The detective was visibly annoyed when at Mr. Purser’s presence. When I was through, the test was interrupted as I was guilty. However, Mr. Purser then told the detective that he did not want me being questioned or sign anything else unless he was present. The daily visits by the sheriff stopped. The phone calls stopped. I knew that despite this, I was their one and only suspect. The stress was almost unbearable.
I was surprised when my monthly Texaco credit card bill with evidence that would totally cleared me of any crime. I had totally forgotten I had the card because I did not use the, it was only to be used in case of an emergency. I did not usually get a monthly bill. The Texaco bill contained more charges than I would make in years. Tires, battery and many gas station fill ups. In those days, your bill also had carbon copies of each charge on the monthly statement, this is what made it so thick. One copy had a license plate number for $1.50 gas purchase, the smallest charge in the bill. The tires, battery, car repairs did not have this critical bit of information. I took the bill down to sheriff’s office and gave it to the detective that was trying to rail road me for the robbery. I did not hear from him so I called in a week or two and he told me that they found the guy using the one purchase copy with the license number. He had confessed to the robbery. No I’m sorry for all the harassment. No I should have called you.

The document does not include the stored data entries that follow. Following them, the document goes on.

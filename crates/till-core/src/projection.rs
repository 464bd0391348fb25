//! # Projection, Order and Page
//!
//! `orderBy`, `take`/`skip` become SQL fragments; `select` is applied to
//! records after relations are attached, never at the SQL level.

use std::fmt;
use std::str::FromStr;

use indexmap::IndexMap;
use serde_json::Value as JsonValue;

use crate::error::{CoreError, CoreResult};
use crate::ident::validate_ident;
use crate::value::{json_kind, Record, Value};

// =============================================================================
// Order
// =============================================================================

/// Sort direction; parsed case-insensitively, rendered upper-case.
#[derive(Debug, Clone, Copy, PartialEq, Eq, Default)]
pub enum Direction {
    #[default]
    Asc,
    Desc,
}

impl Direction {
    pub fn as_sql(&self) -> &'static str {
        match self {
            Direction::Asc => "ASC",
            Direction::Desc => "DESC",
        }
    }
}

impl fmt::Display for Direction {
    fn fmt(&self, f: &mut fmt::Formatter<'_>) -> fmt::Result {
        f.write_str(self.as_sql())
    }
}

impl FromStr for Direction {
    type Err = CoreError;

    fn from_str(s: &str) -> Result<Self, Self::Err> {
        if s.eq_ignore_ascii_case("asc") {
            Ok(Direction::Asc)
        } else if s.eq_ignore_ascii_case("desc") {
            Ok(Direction::Desc)
        } else {
            Err(CoreError::invalid_query(format!("unknown sort direction '{s}'")))
        }
    }
}

/// Ordered sort keys. Input order is output order, with no implicit
/// tie-breaker.
#[derive(Debug, Clone, Default, PartialEq)]
pub struct OrderBy(pub Vec<(String, Direction)>);

impl OrderBy {
    pub fn new() -> Self {
        Self::default()
    }

    pub fn asc(self, field: impl Into<String>) -> Self {
        self.then(field, Direction::Asc)
    }

    pub fn desc(self, field: impl Into<String>) -> Self {
        self.then(field, Direction::Desc)
    }

    pub fn then(mut self, field: impl Into<String>, direction: Direction) -> Self {
        self.0.push((field.into(), direction));
        self
    }

    pub fn is_empty(&self) -> bool {
        self.0.is_empty()
    }

    pub fn fields(&self) -> impl Iterator<Item = &str> {
        self.0.iter().map(|(field, _)| field.as_str())
    }

    /// Renders `ORDER BY a ASC, b DESC`, or `""` when there are no keys.
    pub fn to_sql(&self) -> CoreResult<String> {
        if self.0.is_empty() {
            return Ok(String::new());
        }

        let keys = self
            .0
            .iter()
            .map(|(field, direction)| Ok(format!("{} {direction}", validate_ident(field)?)))
            .collect::<CoreResult<Vec<_>>>()?;

        Ok(format!("ORDER BY {}", keys.join(", ")))
    }

    /// Parses `{ field: "asc" }` or `[{ a: "desc" }, { b: "asc" }]`.
    pub fn from_json(json: &JsonValue) -> CoreResult<OrderBy> {
        let mut order = OrderBy::new();
        match json {
            JsonValue::Null => {}
            JsonValue::Object(_) => order.push_json(json)?,
            JsonValue::Array(items) => {
                for item in items {
                    order.push_json(item)?;
                }
            }
            other => {
                return Err(CoreError::invalid_query(format!(
                    "orderBy must be an object or a list, got {}",
                    json_kind(other)
                )))
            }
        }
        Ok(order)
    }

    fn push_json(&mut self, json: &JsonValue) -> CoreResult<()> {
        let JsonValue::Object(map) = json else {
            return Err(CoreError::invalid_query("orderBy entries must be objects"));
        };
        for (field, direction) in map {
            let direction: Direction = direction
                .as_str()
                .ok_or_else(|| {
                    CoreError::invalid_query(format!("sort direction for {field} must be a string"))
                })?
                .parse()?;
            self.0.push((field.clone(), direction));
        }
        Ok(())
    }
}

// =============================================================================
// Page
// =============================================================================

/// `take` / `skip`. Neither implies a default.
#[derive(Debug, Clone, Copy, Default, PartialEq, Eq)]
pub struct Page {
    pub take: Option<u64>,
    pub skip: Option<u64>,
}

impl Page {
    /// Renders `LIMIT n` and `OFFSET m` as given.
    ///
    /// SQLite needs a LIMIT before OFFSET, so a lone `skip` renders
    /// `LIMIT -1 OFFSET m`. Both are capped at `i64::MAX`, the largest
    /// integer SQLite accepts there.
    pub fn to_sql(&self) -> String {
        let take = self.take.map(clamp_to_sql);
        let skip = self.skip.map(clamp_to_sql);
        match (take, skip) {
            (None, None) => String::new(),
            (Some(take), None) => format!("LIMIT {take}"),
            (Some(take), Some(skip)) => format!("LIMIT {take} OFFSET {skip}"),
            (None, Some(skip)) => format!("LIMIT -1 OFFSET {skip}"),
        }
    }

    pub fn is_empty(&self) -> bool {
        self.take.is_none() && self.skip.is_none()
    }

    /// Reads `take` and `skip` out of a descriptor object.
    pub fn from_json_map(map: &serde_json::Map<String, JsonValue>) -> CoreResult<Page> {
        Ok(Page {
            take: count_from_json(map, "take")?,
            skip: count_from_json(map, "skip")?,
        })
    }

    /// Applies the page to rows already in memory.
    pub fn slice<T>(&self, rows: Vec<T>) -> Vec<T> {
        let skip = self.skip.map_or(0, |skip| usize::try_from(skip).unwrap_or(usize::MAX));
        let rows = rows.into_iter().skip(skip);
        match self.take {
            Some(take) => rows.take(usize::try_from(take).unwrap_or(usize::MAX)).collect(),
            None => rows.collect(),
        }
    }
}

fn clamp_to_sql(count: u64) -> u64 {
    count.min(i64::MAX as u64)
}

fn count_from_json(map: &serde_json::Map<String, JsonValue>, key: &str) -> CoreResult<Option<u64>> {
    match map.get(key) {
        None | Some(JsonValue::Null) => Ok(None),
        Some(value) => value
            .as_u64()
            .filter(|count| i64::try_from(*count).is_ok())
            .map(Some)
            .ok_or_else(|| {
                CoreError::invalid_query(format!(
                    "{key} must be a non-negative integer no larger than {}",
                    i64::MAX
                ))
            }),
    }
}

// =============================================================================
// Select
// =============================================================================

/// Field narrowing tree: `field → true` or `field → nested select`.
#[derive(Debug, Clone, Default, PartialEq)]
pub struct Select(pub IndexMap<String, Option<Select>>);

impl Select {
    pub fn new() -> Self {
        Self::default()
    }

    pub fn field(mut self, field: impl Into<String>) -> Self {
        self.0.insert(field.into(), None);
        self
    }

    pub fn nested(mut self, field: impl Into<String>, select: Select) -> Self {
        self.0.insert(field.into(), Some(select));
        self
    }

    pub fn is_empty(&self) -> bool {
        self.0.is_empty()
    }

    /// Narrows a record to the selected keys, recursing into attached
    /// relation values (records and lists of records).
    pub fn apply(&self, record: &mut Record) {
        record.retain(|field, _| self.0.contains_key(field));

        for (field, nested) in &self.0 {
            let Some(nested) = nested else { continue };
            match record.get_mut(field) {
                Some(Value::Object(child)) => nested.apply(child),
                Some(Value::Array(items)) => {
                    for item in items {
                        if let Value::Object(child) = item {
                            nested.apply(child);
                        }
                    }
                }
                _ => {}
            }
        }
    }

    pub fn apply_all(&self, records: &mut [Record]) {
        for record in records {
            self.apply(record);
        }
    }

    /// Parses `{ id: true, items: { select: { qty: true } } }`.
    ///
    /// A nested value may be the select map itself or wrapped in
    /// `{ select: … }`. Fields set to `false` are left out.
    pub fn from_json(json: &JsonValue) -> CoreResult<Select> {
        let JsonValue::Object(map) = json else {
            return Err(CoreError::invalid_query(format!(
                "select must be an object, got {}",
                json_kind(json)
            )));
        };

        let mut select = Select::new();
        for (field, value) in map {
            match value {
                JsonValue::Bool(true) => select = select.field(field.clone()),
                JsonValue::Bool(false) | JsonValue::Null => {}
                JsonValue::Object(inner) => {
                    let nested = match inner.get("select") {
                        Some(wrapped @ JsonValue::Object(_)) => wrapped,
                        _ => value,
                    };
                    select = select.nested(field.clone(), Select::from_json(nested)?);
                }
                other => {
                    return Err(CoreError::invalid_query(format!(
                        "select.{field} must be a boolean or an object, got {}",
                        json_kind(other)
                    )))
                }
            }
        }
        Ok(select)
    }
}

// =============================================================================
// Unit Tests
// =============================================================================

There was also collateral damage from the ordeal. I was taking Intermediate Accounting, and my major was Accounting. I had an “A” on the first quiz. My grade on the second quiz was 40, or an “F”. I went to see the professor, who also happened to be my advisor. I explained to him what had happened and the mental anguish I was experiencing at the time of. I even showed him a newspaper clipping about the robbery as proof that my story was true. He told me not to worry about that test. I made an “A” on the third quiz and the final. The final test score and the overall course grade were posted on the professor’s door, with your initial for identification. I could not believe he had given me a “B” as my grade. In all fairness, he probably didn’t process the grades, he had a grader for that task. He probably not told his grader. I did not go back and ask him why he had given me a “B”. I realized this later because I was a grader for two professors after that summer.
I have one regret about the ordeal, I did not go back and tell Sidney Purser that I indeed was innocent and that his assessment of my character was correct. I am sure he is gone now or that would be on my bucket list.